None of the electronic books mentioned in the main story are designed to hook up to a TV set or work in a consumer multimedia player such as CDTV or CD-I. Though such titles exist, it’s clear that the only way an electronic book will cut the marketplace mustard is if it replicates as closely as possible the features that people cling to about print books.

And one of the most important of those is privacy. People don’t like others to look over their shoulders while they’re reading. Why on earth would anyone want to sit in their living room and let everyone in the house watch what they’re looking up in the multimedia encyclopedia?

Now think about your teenagers, or about when you were a teenager. What kind of information were you looking up in an encyclopedia or dictionary in those days? Would you want your mother to watch you do it (not to mention what the sound bytes might reveal, even if she were in another room)?

After privacy, people like touch — the feeling of direct manipulation, of having a book in their hands, up close. Again, sitting across the room or even a few feet from a screen of text and pictures is not a way to get physical, so to speak, with information.

DATADISCMAN: SO MANY WAYS WRONG

But you’d like a completely different example of how to do an electronic reference book absolutely wrong, then invest a few hundreds bucks in Sony’s DataDiscman. When we spoke with Olaf Olafsson of Sony Electronic Publishing in mid-1991, he believed the DataDiscman would find itself a sizable market among mothers who wanted to make sure their children had adequate references at their fingertips for their education.

There has almost never been a product so misconceived, misguided and badly designed. I spent two hours with the DataDiscman at a friend’s house a couple of months ago. I wasn’t just playing: I was actually looking for a specific piece of information. I wanted to know the latitude and longitude of Paris, and was looking in the World Almanac.
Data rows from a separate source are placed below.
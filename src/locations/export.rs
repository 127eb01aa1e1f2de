use crate::locations::model::{LocationReport, Sublocation, VpnCredential};
use crate::utils::errors::Result;
use crate::utils::paths::ZiaPaths;
use serde::Serialize;
use std::fs::File;
use std::io::{BufWriter, Write};
use std::path::{Path, PathBuf};

pub const MERGED_JSON_FILE: &str = "all_locations_data.json";
pub const CSV_FILE: &str = "locations_vpn_credentials.csv";

pub const CSV_HEADERS: [&str; 13] = [
    "Location ID",
    "Location Name",
    "VPN FQDN",
    "Pre-Shared Key",
    "Sublocation ID",
    "Sublocation Name",
    "Country",
    "Time Zone",
    "Auth Required",
    "Surrogate IP",
    "XFF Forward Enabled",
    "IP Addresses",
    "Profile",
];

/// Writes export snapshots into one output directory
pub struct ReportWriter {
    output_dir: PathBuf,
}

impl ReportWriter {
    pub fn new(output_dir: &Path) -> Result<Self> {
        ZiaPaths::ensure_dir_exists(output_dir)?;
        Ok(Self {
            output_dir: output_dir.to_path_buf(),
        })
    }

    pub fn output_dir(&self) -> &Path {
        &self.output_dir
    }

    pub fn location_path(&self, location_id: i64) -> PathBuf {
        self.output_dir.join(format!("location_{location_id}.json"))
    }

    pub fn merged_path(&self) -> PathBuf {
        self.output_dir.join(MERGED_JSON_FILE)
    }

    pub fn csv_path(&self) -> PathBuf {
        self.output_dir.join(CSV_FILE)
    }

    /// Write `location_<id>.json`
    pub fn write_location(&self, report: &LocationReport) -> Result<PathBuf> {
        let path = self.location_path(report.location_id);
        write_json(&path, report)?;
        tracing::debug!("Wrote {}", path.display());
        Ok(path)
    }

    /// Write the merged array of every report
    pub fn write_merged(&self, reports: &[LocationReport]) -> Result<PathBuf> {
        let path = self.merged_path();
        write_json(&path, reports)?;
        tracing::info!("Merged JSON written: {}", path.display());
        Ok(path)
    }

    pub fn write_csv(&self, reports: &[LocationReport]) -> Result<PathBuf> {
        let path = self.csv_path();
        let mut writer = csv::Writer::from_path(&path)?;
        writer.write_record(CSV_HEADERS)?;
        for row in csv_rows(reports) {
            writer.write_record(&row)?;
        }
        writer.flush()?;
        tracing::info!("CSV generation completed: {}", path.display());
        Ok(path)
    }
}

fn write_json<S: Serialize + ?Sized>(path: &Path, value: &S) -> Result<()> {
    let mut writer = BufWriter::new(File::create(path)?);
    serde_json::to_writer_pretty(&mut writer, value)?;
    writer.write_all(b"\n")?;
    writer.flush()?;
    Ok(())
}

fn flag(value: Option<bool>) -> String {
    value.map(|b| b.to_string()).unwrap_or_default()
}

fn vpn_columns(vpn: Option<&VpnCredential>) -> [String; 2] {
    match vpn {
        Some(cred) => [
            cred.fqdn.clone().unwrap_or_default(),
            cred.pre_shared_key.clone().unwrap_or_default(),
        ],
        None => Default::default(),
    }
}

fn sublocation_columns(sub: Option<&Sublocation>) -> [String; 9] {
    match sub {
        Some(sub) => [
            sub.id.map(|id| id.to_string()).unwrap_or_default(),
            sub.name.clone(),
            sub.country.clone().unwrap_or_default(),
            sub.tz.clone().unwrap_or_default(),
            flag(sub.auth_required),
            flag(sub.surrogate_ip),
            flag(sub.xff_forward_enabled),
            sub.ip_addresses.join(", "),
            sub.profile.clone().unwrap_or_default(),
        ],
        None => Default::default(),
    }
}

/// Flatten reports into CSV rows.
///
/// Each sub-location is paired with every VPN credential. A side with no
/// entries contributes one blank slot, so a location always yields a row.
pub fn csv_rows(reports: &[LocationReport]) -> Vec<Vec<String>> {
    let mut rows = Vec::new();

    for report in reports {
        let vpn_views = report.vpn_credential_views();
        let sub_views = report.sublocation_views();
        let vpns: Vec<Option<&VpnCredential>> = if vpn_views.is_empty() {
            vec![None]
        } else {
            vpn_views.iter().map(Some).collect()
        };
        let subs: Vec<Option<&Sublocation>> = if sub_views.is_empty() {
            vec![None]
        } else {
            sub_views.iter().map(Some).collect()
        };

        for sub in &subs {
            for vpn in &vpns {
                let mut row = Vec::with_capacity(CSV_HEADERS.len());
                row.push(report.location_id.to_string());
                row.push(report.location_name.clone());
                row.extend(vpn_columns(*vpn));
                row.extend(sublocation_columns(*sub));
                rows.push(row);
            }
        }
    }

    rows
}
Let’s start with the fact that the text you type on the DataDiscman’s eensy-beensy keyboard is in ALL CAPITALS. THAT’S THE KIND OF USER INTERFACE THAT DROVE PEOPLE CRAZY EVEN WHEN THERE WASN’T AN ALTERNATIVE.

Next is the small problem of the on/off switch, which is located at the lower right-hand corner of the device, on the front panel. In other words, if you want to move the device closer to you or farther away, and you happen to be right-handed, you almost inevitably will grab the on/off switch to move the device, which turns it off. And unlike more friendly devices, when you turn the machine back on, you are not where you left off. You have to begin your search all over again.

Then there’s the database and search engine itself. At no point is the user given any idea what is actually in the database or where one might start the search. There are no search menus to speak of, only a long list of blanks to fill in search parameters. I put in Paris, France, latitude, and a score of other things in the time I was honking away at the DataDiscman.

What I got for my trouble was pages upon pages of the Helen of Troy-Trojan Horse-Paris myth. After two hours, I gave up. I’d accidentally turned off the machine three times, and completed numerous fruitless searches for an incredibly simple, non-technical piece of data that should have been available at the touch of a finger, or at least down only a couple levels in an intelligently designed hierarchy.

I was far beyond frustrated — if the device had been mine, and not my friend’s, I would have heaved it through a window.